Output, word for word, the span of lines that starts at the one containing "an emailed link" and ends at the last line of the records.

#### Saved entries
▶

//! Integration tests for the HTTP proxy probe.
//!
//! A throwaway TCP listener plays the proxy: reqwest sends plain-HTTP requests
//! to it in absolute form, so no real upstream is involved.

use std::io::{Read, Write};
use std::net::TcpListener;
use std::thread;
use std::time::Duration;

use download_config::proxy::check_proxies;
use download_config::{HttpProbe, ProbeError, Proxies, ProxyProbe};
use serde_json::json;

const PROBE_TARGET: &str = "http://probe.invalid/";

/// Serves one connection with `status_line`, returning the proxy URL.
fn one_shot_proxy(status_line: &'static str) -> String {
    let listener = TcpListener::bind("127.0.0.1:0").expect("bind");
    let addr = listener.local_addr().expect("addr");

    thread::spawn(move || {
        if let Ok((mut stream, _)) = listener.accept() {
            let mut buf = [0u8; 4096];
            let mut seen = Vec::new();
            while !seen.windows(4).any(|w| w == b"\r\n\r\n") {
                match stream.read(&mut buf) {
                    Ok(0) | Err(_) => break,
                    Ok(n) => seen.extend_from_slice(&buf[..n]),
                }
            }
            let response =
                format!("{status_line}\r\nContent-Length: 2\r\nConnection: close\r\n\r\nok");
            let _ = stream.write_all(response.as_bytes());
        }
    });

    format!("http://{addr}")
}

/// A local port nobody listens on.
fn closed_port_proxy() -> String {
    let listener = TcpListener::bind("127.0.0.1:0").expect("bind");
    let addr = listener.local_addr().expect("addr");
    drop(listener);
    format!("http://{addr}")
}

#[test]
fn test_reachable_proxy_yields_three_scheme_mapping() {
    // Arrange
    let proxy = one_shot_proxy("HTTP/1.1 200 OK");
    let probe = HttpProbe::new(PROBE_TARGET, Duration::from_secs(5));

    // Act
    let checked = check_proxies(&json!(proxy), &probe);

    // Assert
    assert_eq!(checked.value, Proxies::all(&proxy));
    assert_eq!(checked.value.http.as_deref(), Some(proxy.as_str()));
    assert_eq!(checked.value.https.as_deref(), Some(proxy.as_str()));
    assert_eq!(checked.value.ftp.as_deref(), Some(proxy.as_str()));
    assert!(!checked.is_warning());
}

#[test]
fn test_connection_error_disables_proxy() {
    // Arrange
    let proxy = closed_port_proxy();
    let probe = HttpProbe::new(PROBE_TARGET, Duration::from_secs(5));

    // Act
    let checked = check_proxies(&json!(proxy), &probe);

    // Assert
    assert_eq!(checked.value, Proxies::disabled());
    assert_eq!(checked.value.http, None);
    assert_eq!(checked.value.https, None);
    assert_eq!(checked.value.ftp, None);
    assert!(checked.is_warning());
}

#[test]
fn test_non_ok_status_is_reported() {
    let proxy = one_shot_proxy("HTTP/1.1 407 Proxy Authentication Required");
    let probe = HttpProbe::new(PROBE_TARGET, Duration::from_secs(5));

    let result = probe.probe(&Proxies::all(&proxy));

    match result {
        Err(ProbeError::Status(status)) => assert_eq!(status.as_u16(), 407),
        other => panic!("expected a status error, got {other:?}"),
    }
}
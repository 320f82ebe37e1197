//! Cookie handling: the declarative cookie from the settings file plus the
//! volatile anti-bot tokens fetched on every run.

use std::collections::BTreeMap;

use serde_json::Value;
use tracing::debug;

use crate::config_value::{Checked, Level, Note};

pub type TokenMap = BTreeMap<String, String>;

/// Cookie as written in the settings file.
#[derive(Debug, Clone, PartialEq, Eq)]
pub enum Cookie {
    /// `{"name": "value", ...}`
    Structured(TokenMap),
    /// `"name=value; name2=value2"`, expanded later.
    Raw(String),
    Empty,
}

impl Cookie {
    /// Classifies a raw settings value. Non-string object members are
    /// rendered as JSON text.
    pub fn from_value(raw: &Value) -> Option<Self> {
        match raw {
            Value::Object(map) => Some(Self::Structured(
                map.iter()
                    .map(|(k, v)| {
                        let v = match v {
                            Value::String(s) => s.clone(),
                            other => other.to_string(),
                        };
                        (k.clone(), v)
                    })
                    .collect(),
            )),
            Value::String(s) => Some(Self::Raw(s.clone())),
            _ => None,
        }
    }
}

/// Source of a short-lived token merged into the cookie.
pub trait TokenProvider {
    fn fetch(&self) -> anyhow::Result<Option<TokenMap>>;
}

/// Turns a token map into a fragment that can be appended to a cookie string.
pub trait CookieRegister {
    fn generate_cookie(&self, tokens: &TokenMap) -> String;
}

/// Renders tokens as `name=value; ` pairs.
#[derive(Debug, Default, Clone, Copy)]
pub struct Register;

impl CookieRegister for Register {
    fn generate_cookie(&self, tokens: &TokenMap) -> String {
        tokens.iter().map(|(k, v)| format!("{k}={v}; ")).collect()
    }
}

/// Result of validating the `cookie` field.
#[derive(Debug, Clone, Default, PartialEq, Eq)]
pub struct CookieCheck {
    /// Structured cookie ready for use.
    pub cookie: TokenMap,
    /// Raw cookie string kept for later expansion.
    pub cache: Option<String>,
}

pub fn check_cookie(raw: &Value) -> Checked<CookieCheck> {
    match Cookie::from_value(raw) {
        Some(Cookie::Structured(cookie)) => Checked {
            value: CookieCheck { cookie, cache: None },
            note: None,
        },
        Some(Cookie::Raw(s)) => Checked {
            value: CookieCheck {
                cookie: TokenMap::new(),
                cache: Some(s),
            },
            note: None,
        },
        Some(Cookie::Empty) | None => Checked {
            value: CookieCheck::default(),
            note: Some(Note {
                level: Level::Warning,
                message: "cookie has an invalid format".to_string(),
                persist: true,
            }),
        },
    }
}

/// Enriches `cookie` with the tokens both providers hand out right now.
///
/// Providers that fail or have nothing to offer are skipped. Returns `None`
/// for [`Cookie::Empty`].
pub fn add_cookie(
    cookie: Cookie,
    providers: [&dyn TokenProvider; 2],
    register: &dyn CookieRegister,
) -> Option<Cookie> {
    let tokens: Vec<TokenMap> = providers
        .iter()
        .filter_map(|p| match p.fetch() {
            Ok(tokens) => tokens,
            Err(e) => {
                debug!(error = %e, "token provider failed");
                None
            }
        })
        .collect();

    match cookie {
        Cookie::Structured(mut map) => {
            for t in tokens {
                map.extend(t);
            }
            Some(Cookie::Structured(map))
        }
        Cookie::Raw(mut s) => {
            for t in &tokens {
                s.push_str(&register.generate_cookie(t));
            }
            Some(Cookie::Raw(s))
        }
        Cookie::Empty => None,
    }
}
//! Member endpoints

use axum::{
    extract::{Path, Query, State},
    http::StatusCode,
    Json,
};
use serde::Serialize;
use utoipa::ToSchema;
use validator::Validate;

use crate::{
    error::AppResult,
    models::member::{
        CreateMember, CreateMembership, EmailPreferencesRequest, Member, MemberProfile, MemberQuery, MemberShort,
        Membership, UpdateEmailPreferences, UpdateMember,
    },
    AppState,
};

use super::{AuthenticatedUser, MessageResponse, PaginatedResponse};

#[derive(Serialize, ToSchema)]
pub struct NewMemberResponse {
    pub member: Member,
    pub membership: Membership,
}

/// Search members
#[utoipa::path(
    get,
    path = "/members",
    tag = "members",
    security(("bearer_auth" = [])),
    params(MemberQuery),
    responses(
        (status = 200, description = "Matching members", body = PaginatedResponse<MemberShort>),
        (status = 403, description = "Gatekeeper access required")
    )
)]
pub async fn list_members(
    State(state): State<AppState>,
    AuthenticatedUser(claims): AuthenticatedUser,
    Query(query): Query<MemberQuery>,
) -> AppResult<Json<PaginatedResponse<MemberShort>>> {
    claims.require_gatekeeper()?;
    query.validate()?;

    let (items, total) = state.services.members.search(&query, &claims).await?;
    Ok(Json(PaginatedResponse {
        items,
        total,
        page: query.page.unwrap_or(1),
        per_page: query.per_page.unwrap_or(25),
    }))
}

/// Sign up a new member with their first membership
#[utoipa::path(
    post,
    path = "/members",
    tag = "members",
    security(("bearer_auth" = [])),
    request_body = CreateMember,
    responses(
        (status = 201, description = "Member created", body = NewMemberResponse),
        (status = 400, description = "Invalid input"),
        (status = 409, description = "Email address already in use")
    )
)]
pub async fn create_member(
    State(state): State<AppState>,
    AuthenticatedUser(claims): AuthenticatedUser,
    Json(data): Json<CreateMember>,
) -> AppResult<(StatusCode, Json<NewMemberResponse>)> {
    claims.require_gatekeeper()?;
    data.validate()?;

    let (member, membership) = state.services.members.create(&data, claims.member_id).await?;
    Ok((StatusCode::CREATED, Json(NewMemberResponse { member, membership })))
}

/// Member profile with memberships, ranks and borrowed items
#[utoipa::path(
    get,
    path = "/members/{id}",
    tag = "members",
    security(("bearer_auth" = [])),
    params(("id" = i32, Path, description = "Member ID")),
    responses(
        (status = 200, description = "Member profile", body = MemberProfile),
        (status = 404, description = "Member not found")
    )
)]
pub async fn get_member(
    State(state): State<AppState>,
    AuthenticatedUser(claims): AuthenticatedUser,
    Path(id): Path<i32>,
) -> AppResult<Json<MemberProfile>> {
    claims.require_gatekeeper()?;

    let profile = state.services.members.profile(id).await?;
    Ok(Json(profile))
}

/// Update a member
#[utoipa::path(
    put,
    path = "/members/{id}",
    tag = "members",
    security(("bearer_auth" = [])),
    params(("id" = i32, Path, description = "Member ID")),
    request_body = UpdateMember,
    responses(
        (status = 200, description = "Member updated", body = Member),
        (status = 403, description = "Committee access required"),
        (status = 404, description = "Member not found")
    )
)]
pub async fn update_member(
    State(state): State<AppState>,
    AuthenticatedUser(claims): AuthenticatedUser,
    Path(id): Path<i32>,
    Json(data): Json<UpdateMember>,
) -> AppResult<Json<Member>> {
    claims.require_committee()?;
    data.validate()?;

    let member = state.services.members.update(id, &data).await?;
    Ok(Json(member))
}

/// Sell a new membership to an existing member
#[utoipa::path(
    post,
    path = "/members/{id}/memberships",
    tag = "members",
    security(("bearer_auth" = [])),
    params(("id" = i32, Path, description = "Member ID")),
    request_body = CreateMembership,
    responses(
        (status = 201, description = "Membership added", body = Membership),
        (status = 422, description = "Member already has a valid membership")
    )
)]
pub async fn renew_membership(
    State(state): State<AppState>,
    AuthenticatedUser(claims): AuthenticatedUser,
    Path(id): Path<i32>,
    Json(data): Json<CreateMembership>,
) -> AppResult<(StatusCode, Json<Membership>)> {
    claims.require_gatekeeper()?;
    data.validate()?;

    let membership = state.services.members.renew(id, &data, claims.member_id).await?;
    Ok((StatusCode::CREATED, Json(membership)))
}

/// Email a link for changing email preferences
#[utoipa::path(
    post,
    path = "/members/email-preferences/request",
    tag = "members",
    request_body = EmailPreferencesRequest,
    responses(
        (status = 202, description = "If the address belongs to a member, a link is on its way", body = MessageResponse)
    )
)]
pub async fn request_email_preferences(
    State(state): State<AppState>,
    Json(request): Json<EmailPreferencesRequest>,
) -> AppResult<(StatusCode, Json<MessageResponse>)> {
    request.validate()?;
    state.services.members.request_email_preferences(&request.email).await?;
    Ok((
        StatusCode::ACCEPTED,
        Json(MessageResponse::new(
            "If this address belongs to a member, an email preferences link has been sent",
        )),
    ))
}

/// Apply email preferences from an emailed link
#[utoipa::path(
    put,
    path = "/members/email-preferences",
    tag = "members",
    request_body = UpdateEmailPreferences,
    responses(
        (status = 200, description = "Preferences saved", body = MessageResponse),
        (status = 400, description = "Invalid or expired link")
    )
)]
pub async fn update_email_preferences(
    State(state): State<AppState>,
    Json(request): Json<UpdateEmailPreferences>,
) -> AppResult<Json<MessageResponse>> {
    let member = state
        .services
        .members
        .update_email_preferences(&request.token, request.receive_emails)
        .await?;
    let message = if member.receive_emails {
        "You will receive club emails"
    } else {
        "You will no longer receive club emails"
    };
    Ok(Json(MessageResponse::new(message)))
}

◀

#### Response box
/// Apply email preferences from an emailed link
#[utoipa::path(
    put,
    path = "/members/email-preferences",
    tag = "members",
    request_body = UpdateEmailPreferences,
    responses(
        (status = 200, description = "Preferences saved", body = MessageResponse),
        (status = 400, description = "Invalid or expired link")
    )
)]
pub async fn update_email_preferences(
    State(state): State<AppState>,
    Json(request): Json<UpdateEmailPreferences>,
) -> AppResult<Json<MessageResponse>> {
    let member = state
        .services
        .members
        .update_email_preferences(&request.token, request.receive_emails)
        .await?;
    let message = if member.receive_emails {
        "You will receive club emails"
    } else {
        "You will no longer receive club emails"
    };
    Ok(Json(MessageResponse::new(message)))
}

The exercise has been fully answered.